The agency said ‘Indian banks face a tough operating environment in the near term, as stressed loans and write-offs increase as a result of the economic fallout from the coronavirus pandemic, but a swift economic recovery will be critical to limiting loan losses in what is likely to be a protracted period of weakness in the asset-quality cycle’. Banks have been permitted by the Reserve Bank of India (RBI) to undertake a one-time restructuring exercise of loans affected by the pandemic, which will provide relief in terms of bad loan recognition and provisioning. However, the exercise could leave the sector saddled with a high bad loan burden over the next few years if restructured loans do not perform according to agreed milestones.

Fitch said the central bank's data shows that Indian banks wrote off nearly $85 billion over FY14-FY19, of which state-owned banks contributed nearly 80 per cent. It added ‘The economic stress this time around is set to be deeper and more broad-based, which could make restructuring more challenging. Execution risk remains high, notwithstanding the safeguards built in by RBI in terms of tighter timelines, penal provisioning and more monitoring by the expert committee of loans beyond Rs 15 billion’. State-run banks have a significantly higher share of loans under moratorium than their private-sector peers.

Besides, Fitch does not expect GDP to return to pre-pandemic levels until first quarter of 2022. It has projected Indian economy to contract 10.5 per cent in the current fiscal and expects growth to rebound to 11 per cent in fiscal 2021-22, with downside risks. Indian economy contracted 23.9 per cent in April-June quarter of current fiscal.

The CNX Nifty is currently trading at 11722.60, up by 60.20 points or 0.52% after trading in a range of 11629.35 and 11747.85. There were 19 stocks advancing against 31 stocks declining on the index.

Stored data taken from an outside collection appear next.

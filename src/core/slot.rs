use std::sync::{Arc, RwLock};

use crate::engine::traits::AnnouncementCache;

/// Process-wide announcement cell; `None` is the only "nothing to report" state.
#[derive(Debug, Clone, Default)]
pub struct AnnouncementSlot {
    value: Arc<RwLock<Option<String>>>,
}

impl AnnouncementSlot {
    /// Empty (absent) slot.
    pub fn new() -> Self {
        Self::default()
    }
}

impl AnnouncementCache for AnnouncementSlot {
    fn get(&self) -> Option<String> {
        // A poisoned lock still holds the last complete write.
        match self.value.read() {
            Ok(guard) => guard.clone(),
            Err(poisoned) => poisoned.into_inner().clone(),
        }
    }

    fn set(&self, announcement: String) {
        match self.value.write() {
            Ok(mut guard) => *guard = Some(announcement),
            Err(poisoned) => *poisoned.into_inner() = Some(announcement),
        }
    }

    fn delete(&self) {
        match self.value.write() {
            Ok(mut guard) => *guard = None,
            Err(poisoned) => *poisoned.into_inner() = None,
        }
    }
}

#[cfg(test)]
mod tests {
    use super::*;

    #[test]
    fn delete_differs_from_empty_value() {
        let slot = AnnouncementSlot::new();
        slot.set(String::new());
        assert_eq!(slot.get(), Some(String::new()));

        slot.delete();
        assert_eq!(slot.get(), None);
    }

    #[test]
    fn clones_share_the_cell() {
        let slot = AnnouncementSlot::new();
        let reader = slot.clone();
        slot.set("hello".to_string());
        assert_eq!(reader.get().as_deref(), Some("hello"));
    }
}
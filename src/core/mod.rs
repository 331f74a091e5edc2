//! In-memory authoritative store, transactions, and the announcement slot.

/// Helper index aliases.
pub mod indices;
/// Singleton announcement cache cell.
pub mod slot;
/// Authoritative user/event store with versioned optimistic commits.
pub mod store;
/// Transaction scope, read set, and write set.
pub mod txn;
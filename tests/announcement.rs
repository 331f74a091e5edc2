use std::{sync::Arc, time::Duration};

use confcentral::{
    config::RetryPolicy,
    core::{slot::AnnouncementSlot, store::ConferenceStore},
    engine::{
        announcement::ScarcityRefresher,
        registration::RegistrationEngine,
        traits::{AnnouncementCache, Datastore},
    },
    event::EventDraft,
    runtime::handle::{ConferenceHandle, RuntimeConfig, spawn_conference},
    types::{EventKey, Principal},
};

async fn event_with_seats(handle: &ConferenceHandle, name: &str, seats: u32) -> EventKey {
    handle
        .insert_event(&"org".to_string(), EventDraft::new(name, seats))
        .await
        .expect("insert")
        .key
}

#[tokio::test]
async fn announcement_follows_scarcity_and_clears_when_sold_out() {
    let handle = spawn_conference(ConferenceStore::new(), None, RuntimeConfig::default());
    let slot = AnnouncementSlot::new();
    let refresher = ScarcityRefresher::new(handle.clone(), slot.clone());
    let key = event_with_seats(&handle, "Tiny Conf", 3).await;
    event_with_seats(&handle, "Huge Conf", 500).await;

    let announcement = refresher.refresh().await.expect("refresh").expect("announcement");
    assert!(announcement.contains("Tiny Conf"));
    assert!(!announcement.contains("Huge Conf"));
    assert_eq!(refresher.read_announcement(), announcement);

    let engine = RegistrationEngine::new(handle.clone(), RetryPolicy::default());
    for i in 0..3 {
        let user = Principal::new(format!("u{i}"), format!("u{i}@example.com"));
        engine.set_registration(&user, &key, true).await.expect("register");
    }

    assert_eq!(refresher.refresh().await, Ok(None));
    assert_eq!(slot.get(), None);
    assert_eq!(refresher.read_announcement(), "");
}

#[tokio::test]
async fn names_are_ordered_by_seats_then_name() {
    let handle = spawn_conference(ConferenceStore::new(), None, RuntimeConfig::default());
    event_with_seats(&handle, "Bravo", 5).await;
    event_with_seats(&handle, "Alpha", 5).await;
    event_with_seats(&handle, "Charlie", 1).await;
    event_with_seats(&handle, "Boundary", 6).await;

    let refresher = ScarcityRefresher::new(handle, AnnouncementSlot::new());
    let announcement = refresher.refresh().await.expect("refresh");
    assert_eq!(
        announcement.as_deref(),
        Some("Last chance to attend! The following conferences are nearly sold out: Charlie, Alpha, Bravo")
    );
}

#[tokio::test]
async fn refresh_overwrites_a_stale_value() {
    let handle = spawn_conference(ConferenceStore::new(), None, RuntimeConfig::default());
    let slot = AnnouncementSlot::new();
    slot.set("stale".to_string());

    let refresher = ScarcityRefresher::new(handle, slot.clone());
    assert_eq!(refresher.read_announcement(), "stale");
    refresher.refresh().await.expect("refresh");
    assert_eq!(slot.get(), None);
}

#[tokio::test]
async fn periodic_refresh_picks_up_new_events() {
    let handle = spawn_conference(ConferenceStore::new(), None, RuntimeConfig::default());
    let slot = AnnouncementSlot::new();
    let refresher = Arc::new(ScarcityRefresher::new(handle.clone(), slot.clone()));
    let task = refresher.spawn_periodic(Duration::from_millis(10));

    event_with_seats(&handle, "Late Addition", 2).await;

    let mut announced = false;
    for _ in 0..100 {
        tokio::time::sleep(Duration::from_millis(10)).await;
        if slot.get().is_some_and(|a| a.ends_with("Late Addition")) {
            announced = true;
            break;
        }
    }
    task.abort();
    assert!(announced, "expected the periodic refresh to announce the new event");
}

The top gainers on Nifty were Titan Company up by 4.96%, Reliance Industries up by 3.61%, Ultratech Cement up by 2.94%, ONGC up by 2.09% and Hindustan Unilever up by 1.59%. On the flip side, Bajaj Finance down by 4.16%, Hindalco down by 3.28%, Tata Motors down by 2.69%, Sun Pharma down by 1.95% and BPCL down by 1.80% were the top losers.

Asian markets were trading mixed; Hang Seng increased 111.32 points or 0.46% to 24,091.97, Taiwan Weighted strengthened 59.43 points or 0.47% to 12,763.66 and KOSPI rose 15.00 points or 0.63% to 2,380.90. On the flip side, Straits Times trembled 1.48 points or 0.06% to 2,527.78, Jakarta Composite lost 31.57 points or 0.63% to 4,967.65 and Nikkei 225 slipped 45.96 points or 0.2% to 23,387.77.